Gateway Load Balancer

AWS Elastic Load Balancing seamlessly distributes incoming network traffic across multiple targets, such as EC2 instances, containers, and IP addresses, while monitoring the health of these targets. Among its diverse load balancer offerings, the Gateway Load Balancer (GWLB) stands out as a specialized solution tailored for deploying and managing virtual appliances

  • It makes it simple to scale, install, and manage your third-party virtual appliances.

  • Provide you with one gateway for distributing traffic across multiple virtual appliances, while scaling them up, or down, based on demand.

  • It improves availability and removes potential points of failure from your network.

  • Users can find, test, and buy virtual appliances from third-party vendors directly in AWS Marketplace.

  • This integrated experience streamlines the deployment process, so users can see value from your virtual appliances more quickly—whether you want to work with the same vendors you do today, or try something new.

Limitations:

Limits

Gateway Load Balancer Endpoints: GWLB uses Gateway Load Balancer endpoints to securely exchange traffic across Virtual Private Cloud (VPC) boundaries. These endpoints facilitate private connectivity between virtual appliances in the service provider VPC and application servers in the service consumer VPC. Deploying the GWLB in the same VPC as the virtual appliances allows you to register the virtual appliances with a target group for the GWLB.

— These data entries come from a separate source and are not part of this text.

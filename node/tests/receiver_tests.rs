use std::path::Path;
use std::sync::Arc;
use voltura_core::event::NullSink;
use voltura_core::policy::SecurityPolicy;
use voltura_core::{Slot, Version};
use voltura_node::config::NodeConfig;
use voltura_node::receiver::Receiver;

fn fast_config(root: &Path) -> NodeConfig {
    let mut cfg = NodeConfig::default();
    cfg.inbound_dir = root.join("inbound");
    cfg.ack_dir = root.join("acks");
    cfg.download_dir = root.join("downloads");
    cfg.agent_record_path = root.join("agent_record.json");
    cfg.oem_content_dir = root.join("updates");
    cfg.malicious_content_dir = root.join("malicious_updates");
    cfg.poll_interval_ms = 5;
    cfg.flash_step_ms = 1;
    cfg.recovery_pause_ms = 5;
    cfg
}

/// Drop one image into the inbound folder, run one receiver step, return
/// the receiver and the ack text.
async fn process_one(filename: &str, resilience: bool, root: &Path) -> (Receiver, String) {
    let cfg = fast_config(root);
    let policy = SecurityPolicy::new(true, resilience);
    let mut receiver = Receiver::new(cfg.clone(), policy, Arc::new(NullSink)).unwrap();

    std::fs::write(cfg.inbound_dir.join(filename), b"image payload").unwrap();
    assert!(receiver.step().await.unwrap());

    // The image is consumed regardless of outcome.
    assert!(!cfg.inbound_dir.join(filename).exists());

    let ack = std::fs::read_to_string(cfg.ack_dir.join(format!("{filename}.ack"))).unwrap();
    (receiver, ack)
}

#[tokio::test]
async fn test_idle_step_processes_nothing() {
    let tmp = tempfile::tempdir().unwrap();
    let cfg = fast_config(tmp.path());
    let mut receiver =
        Receiver::new(cfg, SecurityPolicy::default(), Arc::new(NullSink)).unwrap();
    assert!(!receiver.step().await.unwrap());
}

#[tokio::test]
async fn test_benign_image_commits_to_target_slot() {
    let tmp = tempfile::tempdir().unwrap();
    let (receiver, ack) = process_one("firmware_v1.1.bin", true, tmp.path()).await;

    let bank = receiver.bank();
    assert_eq!(bank.active, Slot::B);
    assert_eq!(bank.slot_b.version, Version::new(1, 1));
    assert!(!bank.slot_b.tainted);
    assert_eq!(bank.slot_a.version, Version::new(1, 0));
    assert_eq!(ack, "SUCCESS");
}

#[tokio::test]
async fn test_benign_image_commits_even_without_resilience() {
    let tmp = tempfile::tempdir().unwrap();
    let (receiver, ack) = process_one("firmware_v1.1.bin", false, tmp.path()).await;

    assert_eq!(receiver.bank().active, Slot::B);
    assert_eq!(ack, "SUCCESS");
}

#[tokio::test]
async fn test_malicious_image_with_resilience_rolls_back() {
    let tmp = tempfile::tempdir().unwrap();
    let (receiver, ack) = process_one("malicious_firmware_v1.2.bin", true, tmp.path()).await;

    let bank = receiver.bank();
    // Prior state preserved exactly: still on A at 1.0.
    assert_eq!(bank.active, Slot::A);
    assert_eq!(bank.slot_a.version, Version::new(1, 0));
    assert!(!bank.slot_a.tainted);
    // Only the target slot gained the bad marker.
    assert_eq!(bank.slot_b.version, Version::new(1, 2));
    assert!(bank.slot_b.tainted);
    assert_eq!(bank.slot_b.to_string(), "1.2 (BAD)");
    assert_eq!(ack, "FAILURE");
}

#[tokio::test]
async fn test_malicious_image_without_resilience_bricks_and_lies() {
    let tmp = tempfile::tempdir().unwrap();
    let (receiver, ack) = process_one("malicious_firmware_v1.2.bin", false, tmp.path()).await;

    let bank = receiver.bank();
    // Committed to the compromised slot, no bad marker, and the ack claims
    // success while the device is actually hung.
    assert_eq!(bank.active, Slot::B);
    assert_eq!(bank.slot_b.version, Version::new(1, 2));
    assert!(!bank.slot_b.tainted);
    assert_eq!(ack, "SUCCESS");
}

#[tokio::test]
async fn test_images_process_strictly_one_at_a_time() {
    let tmp = tempfile::tempdir().unwrap();
    let cfg = fast_config(tmp.path());
    let policy = SecurityPolicy::default();
    let mut receiver = Receiver::new(cfg.clone(), policy, Arc::new(NullSink)).unwrap();

    std::fs::write(cfg.inbound_dir.join("firmware_v1.1.bin"), b"first").unwrap();
    assert!(receiver.step().await.unwrap());
    assert_eq!(receiver.bank().active, Slot::B);

    // The second update lands in the now-inactive slot A.
    std::fs::write(cfg.inbound_dir.join("firmware_v1.2.bin"), b"second").unwrap();
    assert!(receiver.step().await.unwrap());

    let bank = receiver.bank();
    assert_eq!(bank.active, Slot::A);
    assert_eq!(bank.slot_a.version, Version::new(1, 2));
    assert_eq!(bank.slot_b.version, Version::new(1, 1));
}

#[tokio::test]
async fn test_resilience_toggle_is_read_per_image() {
    let tmp = tempfile::tempdir().unwrap();
    let cfg = fast_config(tmp.path());
    let policy = SecurityPolicy::new(true, true);
    let mut receiver = Receiver::new(cfg.clone(), policy.clone(), Arc::new(NullSink)).unwrap();

    std::fs::write(cfg.inbound_dir.join("malicious_firmware_v1.1.bin"), b"x").unwrap();
    receiver.step().await.unwrap();
    assert_eq!(receiver.bank().active, Slot::A); // rolled back

    // Operator flips the toggle between images; the next image sees it.
    policy.set_resilience(false);
    std::fs::write(cfg.inbound_dir.join("malicious_firmware_v1.2.bin"), b"y").unwrap();
    receiver.step().await.unwrap();
    assert_eq!(receiver.bank().active, Slot::B); // committed to the bad slot
}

Elastic Load Balancing Pricing

  • Application Load Balancer
    You will be charged for each hour or partial hour that an Application Load Balancer is running and the number of Load Balancer Capacity Units (LCU) used per hour.

  • Network Load Balancer
    You will be charged for each hour or partial hour that a Network Load Balancer is running and the number of Network Load Balancer Capacity Units (NLCU) used by the Network Load Balancer per hour.

  • Gateway Load Balancer Consumers are charged for each hour or partial hour that a Gateway Load Balancer is running and the number of Gateway Load Balancer Capacity Units (GLCU) used by Gateway Load Balancer per hour. Gateway Load Balancer uses Gateway Load Balancer Endpoint (GWLBE), a new type of VPC Endpoint powered by AWS PrivateLink technology that simplifies how applications can securely exchange traffic with GWLB across VPC boundaries.

  • Classic Load Balancer Users are charged for each hour or partial hour that a Classic Load Balancer is running and for each GB of data transferred through your load balancer.